Validate the concern that caused the pool not to start.

journalctl -n20 -u php-fpm-siteXX-domain.com
# Look for timestamps of failures, e.g.
# Nov 22 20:11:59 test3.apisnetworks.com php-fpm[7199]: [22-Nov-2020 20:11:59] WARNING: Nothing matches the include pattern '/etc/php-fpm.d/*.conf' from /etc/php-fpm.d/sites/apisnetworks.test.conf at line 53.
# Nov 22 20:11:59 test3.apisnetworks.com php-fpm[7199]: [22-Nov-2020 20:11:59] ERROR: Unable to write to the PID file.: Disk quota exceeded (122)
# Nov 22 20:11:59 test3.apisnetworks.com php-fpm[7199]: [22-Nov-2020 20:11:59] ERROR: FPM initialization failed
# Nov 22 20:11:59 test3.apisnetworks.com systemd[1]: php-fpm-site193-apisnetworks.test.service holdoff time over, scheduling restart.
# Nov 22 20:11:59 test3.apisnetworks.com systemd[1]: Stopped PHP worker for site193 - apisnetworks.test.
# Nov 22 20:11:59 test3.apisnetworks.com systemd[1]: start request repeated too quickly for php-fpm-site193-apisnetworks.test.service
# Nov 22 20:11:59 test3.apisnetworks.com systemd[1]: Failed to start PHP worker for site193 - apisnetworks.test.
# Nov 22 20:11:59 test3.apisnetworks.com systemd[1]: Unit php-fpm-site193-apisnetworks.test.service entered failed state.
# Nov 22 20:11:59 test3.apisnetworks.com systemd[1]: php-fpm-site193-apisnetworks.test.service failed.

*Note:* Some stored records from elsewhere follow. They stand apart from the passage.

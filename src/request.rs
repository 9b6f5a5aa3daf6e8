//! # Request Module
//!
//! The handler-visible view of one HTTP exchange.
//!
//! A [`Request`] carries the progressively-discovered request metadata (method,
//! path, raw query string) and the slot the handler enqueues its
//! [`Response`](crate::response::Response) into. Header and query-string
//! parsing are transport concerns; the query string is carried here opaquely.

use http::Method;

use crate::response::Response;

/// Handler-visible request state for one HTTP exchange
///
/// Created by the dispatcher at the begin phase, handed to the handler by
/// mutable reference at invocation time, destroyed at the complete phase.
/// Never shared between exchanges or threads.
#[derive(Debug)]
pub struct Request {
    method: Method,
    path: String,
    query: Option<String>,
    response: Option<Response>,
}

impl Request {
    pub(crate) fn new(method: Method, path: String, query: Option<String>) -> Self {
        Self {
            method,
            path,
            query,
            response: None,
        }
    }

    /// HTTP method of the exchange
    #[inline]
    #[must_use]
    pub fn method(&self) -> &Method {
        &self.method
    }

    /// Request path with the query string stripped
    #[inline]
    #[must_use]
    pub fn path(&self) -> &str {
        &self.path
    }

    /// Raw query string, if the request target carried one
    ///
    /// Opaque to this layer — decoding and splitting belong to the embedding
    /// application.
    #[inline]
    #[must_use]
    pub fn query_string(&self) -> Option<&str> {
        self.query.as_deref()
    }

    /// Enqueue the response the transport should send
    ///
    /// Last write wins: a handler that responds twice replaces the first
    /// response.
    pub fn respond(&mut self, response: Response) {
        self.response = Some(response);
    }

    /// Whether a response has been enqueued
    #[inline]
    #[must_use]
    pub fn has_response(&self) -> bool {
        self.response.is_some()
    }

    pub(crate) fn take_response(&mut self) -> Option<Response> {
        self.response.take()
    }
}
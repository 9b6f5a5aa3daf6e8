//! Routing-table behavior through the public API: registration-order
//! precedence, both template dialects, and registration-time validation.

mod tracing_util;

use http::Method;

use routecore::{RegistrationError, RouteHandler, RouteTable};
use tracing_util::TestTracing;

fn noop(arity: usize) -> RouteHandler {
    RouteHandler::no_payload(arity, |_req, _params| Ok(()))
}

fn assert_route_match(table: &RouteTable, method: Method, path: &str, expected_template: &str) {
    match table.find_match(&method, path) {
        Some(m) => assert_eq!(
            m.route.pattern.template(),
            expected_template,
            "template mismatch for {} {}",
            method,
            path
        ),
        None => assert_eq!(
            expected_template, "<none>",
            "expected a route to match {} {}",
            method, path
        ),
    }
}

fn zoo_table() -> RouteTable {
    let mut table = RouteTable::new();
    table.get("/", |_req, _p| Ok(())).unwrap();
    table.get("/zoo/animals", |_req, _p| Ok(())).unwrap();
    table.post("/zoo/animals", |_req, _p| Ok(())).unwrap();
    table.get("/zoo/animals/{id}", |_req, _p| Ok(())).unwrap();
    table.put("/zoo/animals/{id}", |_req, _p| Ok(())).unwrap();
    table.delete("/zoo/animals/{id}", |_req, _p| Ok(())).unwrap();
    table
}

#[test]
fn test_route_root() {
    let _t = TestTracing::init();
    let table = zoo_table();
    assert_route_match(&table, Method::GET, "/", "/");
}

#[test]
fn test_verbs_share_a_path() {
    let _t = TestTracing::init();
    let table = zoo_table();
    assert_route_match(&table, Method::GET, "/zoo/animals", "/zoo/animals");
    assert_route_match(&table, Method::POST, "/zoo/animals", "/zoo/animals");
    assert_route_match(&table, Method::GET, "/zoo/animals/123", "/zoo/animals/{id}");
    assert_route_match(&table, Method::PUT, "/zoo/animals/123", "/zoo/animals/{id}");
    assert_route_match(
        &table,
        Method::DELETE,
        "/zoo/animals/123",
        "/zoo/animals/{id}",
    );
}

#[test]
fn test_unregistered_method_does_not_match() {
    let _t = TestTracing::init();
    let table = zoo_table();
    assert_route_match(&table, Method::PATCH, "/zoo/animals/123", "<none>");
}

#[test]
fn test_prefix_paths_do_not_match() {
    let _t = TestTracing::init();
    let table = zoo_table();
    assert_route_match(&table, Method::GET, "/zoo", "<none>");
    assert_route_match(&table, Method::GET, "/zoo/animals/123/food", "<none>");
}

#[test]
fn test_registration_order_breaks_ambiguity() {
    let _t = TestTracing::init();
    let mut table = RouteTable::new();
    // Both patterns match /report/latest; position decides.
    table.get("/report/latest", |_req, _p| Ok(())).unwrap();
    table.get("/report/{name}", |_req, _p| Ok(())).unwrap();
    assert_route_match(&table, Method::GET, "/report/latest", "/report/latest");
    assert_route_match(&table, Method::GET, "/report/daily", "/report/{name}");
}

#[test]
fn test_regex_dialect_constrains_captures() {
    let _t = TestTracing::init();
    let mut table = RouteTable::new();
    table
        .route(Method::GET, r"/orders/(\d{4})-(\d{2})", noop(2), 0)
        .unwrap();

    let m = table.find_match(&Method::GET, "/orders/2026-08").unwrap();
    assert_eq!(m.captures.as_slice(), ["2026".to_string(), "08".to_string()]);
    assert!(table.find_match(&Method::GET, "/orders/26-8").is_none());
}

#[test]
fn test_registration_surfaces_errors_immediately() {
    let _t = TestTracing::init();
    let mut table = RouteTable::new();

    let err = table.route(Method::GET, r"/(\d+", noop(1), 0).unwrap_err();
    assert!(matches!(err, RegistrationError::InvalidPattern { .. }));

    let err = table
        .route(Method::GET, r"/users/(\d+)/posts/(\d+)", noop(1), 0)
        .unwrap_err();
    match err {
        RegistrationError::ArityMismatch {
            captures, declared, ..
        } => {
            assert_eq!((captures, declared), (2, 1));
        }
        other => panic!("unexpected error: {other}"),
    }

    // Nothing was appended on either failure.
    assert!(table.is_empty());
}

Correct the underlying cause to remedy the problem. In this case increase disk quota: EditDomain -c diskquota,quota=10000 -D apisnetworks.test.

Scroll up

PHP-FPM will attempt to restart 3 times logging each failure. Because of this behavior the root cause may not be immediately apparent in the last 13 lines (4 diagnostic lines per failure + 1 final failure).

# Verifying pool socket status

systemctl list-sockets --state=failed php-fpm* displays all failed sockets, which can be due to the PHP-FPM service failing to start or socket failing to start.

journalctl -n20 -u php-fpm-siteXX-NAME.service from the ACTIVATES column will give more information up to the last 20 lines as noted above in "Pool fails to start".